→ Assignment
Return, without anything added, the lines from the one containing "pub fn log_folder(&self)" through the end of the entries below, exactly as written.
___ Data for the task ___
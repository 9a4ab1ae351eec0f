use std::fs;
use std::path::{Path, PathBuf};
use std::sync::Arc;

use capc_e2e_core::collab::TemplateRenderer;
use capc_e2e_core::config::KUBERNETES_VERSION;
use capc_e2e_core::mock::{MockEndpoint, MockRenderer};
use capc_e2e_core::scenario::INVALID_WORKER_OFFERING_VARIABLE;
use capc_e2e_core::{E2EConfig, ScenarioInput};
use tempfile::TempDir;

pub const PROXY_NAME: &str = "bootstrap";
pub const BAD_OFFERING: &str = "bad-offering";

/// Where a management cluster's log collector leaves the CAPC controller log.
pub const CONTROLLER_LOG: &str =
    "logs/capc-system/capc-controller-manager/capc-controller-manager-7d9c5b6f4-x2vzq/manager.log";

/// A scratch directory for building log trees.
pub struct LogTree {
    pub dir: TempDir,
}

impl LogTree {
    pub fn new() -> Self {
        Self {
            dir: TempDir::new().expect("Failed to create temp dir"),
        }
    }

    pub fn root(&self) -> &Path {
        self.dir.path()
    }

    pub fn write(&self, rel: &str, contents: impl AsRef<[u8]>) -> PathBuf {
        write_file(&self.root().join(rel), contents.as_ref())
    }
}

pub fn write_file(path: &Path, contents: &[u8]) -> PathBuf {
    fs::create_dir_all(path.parent().expect("path has a parent")).expect("Failed to create parent dir");
    fs::write(path, contents).expect("Failed to write file");
    path.to_path_buf()
}

/// Artifact folder, clusterctl config and in-memory collaborators for one
/// or more scenario runs.
pub struct ScenarioFixture {
    pub dir: TempDir,
    pub clusterctl_config: PathBuf,
    pub artifacts: PathBuf,
    pub config: E2EConfig,
    pub endpoint: MockEndpoint,
    pub renderer: MockRenderer,
}

impl ScenarioFixture {
    /// `wait-errors` budget as humantime strings, e.g. `("2s", "20ms")`.
    pub fn new(deadline: &str, interval: &str) -> Self {
        crate::test_log!("FIXTURE: scenario fixture deadline={deadline} interval={interval}");

        let dir = TempDir::new().expect("Failed to create temp dir");
        let clusterctl_config = dir.path().join("clusterctl-config.yaml");
        fs::write(
            &clusterctl_config,
            "providers:\n  - name: cloudstack\n    type: InfrastructureProvider\n",
        )
        .expect("Failed to write clusterctl config");
        let artifacts = dir.path().join("_artifacts");
        let config = E2EConfig::default()
            .with_variable(KUBERNETES_VERSION, "v1.27.2")
            .with_variable(INVALID_WORKER_OFFERING_VARIABLE, BAD_OFFERING)
            .with_interval("default/wait-errors", deadline, interval);

        Self {
            dir,
            clusterctl_config,
            artifacts,
            config,
            endpoint: MockEndpoint::new(PROXY_NAME),
            renderer: MockRenderer::new(),
        }
    }

    pub fn input(&self) -> ScenarioInput {
        self.input_with(Arc::new(self.renderer.clone()))
    }

    pub fn input_with(&self, renderer: Arc<dyn TemplateRenderer>) -> ScenarioInput {
        ScenarioInput {
            e2e_config: Arc::new(self.config.clone()),
            clusterctl_config_path: self.clusterctl_config.clone(),
            endpoint: Arc::new(self.endpoint.clone()),
            renderer,
            artifact_folder: self.artifacts.clone(),
            skip_cleanup: false,
            flavor: None,
        }
    }

    /// `<artifacts>/clusters/<proxy>`
    pub fn log_folder(&self) -> PathBuf {
        self.artifacts.join("clusters").join(PROXY_NAME)
    }

    pub fn controller_log(&self) -> PathBuf {
        self.log_folder().join(CONTROLLER_LOG)
    }

    /// Write the controller log with the rejection for `offering`.
    pub fn write_rejection(&self, offering: &str) -> PathBuf {
        write_file(&self.controller_log(), rejection_log(offering).as_bytes())
    }
}

/// Controller log lines ending with a rejection for `offering`.
pub fn rejection_log(offering: &str) -> String {
    format!(
        "I1016 10:00:00.000000       1 cloudstackmachine_controller.go:93] \"Reconciling CloudStackMachine\"\n\
         E1016 10:00:01.000000       1 controller.go:324] \"Reconciler error\" err=\"No match found for {offering}: {{Count:0 ServiceOfferings:[]}}\"\n"
    )
}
___
→ Task output
    pub fn log_folder(&self) -> PathBuf {
        self.artifacts.join("clusters").join(PROXY_NAME)
    }

    pub fn controller_log(&self) -> PathBuf {
        self.log_folder().join(CONTROLLER_LOG)
    }

    /// Write the controller log with the rejection for `offering`.
    pub fn write_rejection(&self, offering: &str) -> PathBuf {
        write_file(&self.controller_log(), rejection_log(offering).as_bytes())
    }
}

/// Controller log lines ending with a rejection for `offering`.
pub fn rejection_log(offering: &str) -> String {
    format!(
        "I1016 10:00:00.000000       1 cloudstackmachine_controller.go:93] \"Reconciling CloudStackMachine\"\n\
         E1016 10:00:01.000000       1 controller.go:324] \"Reconciler error\" err=\"No match found for {offering}: {{Count:0 ServiceOfferings:[]}}\"\n"
    )
}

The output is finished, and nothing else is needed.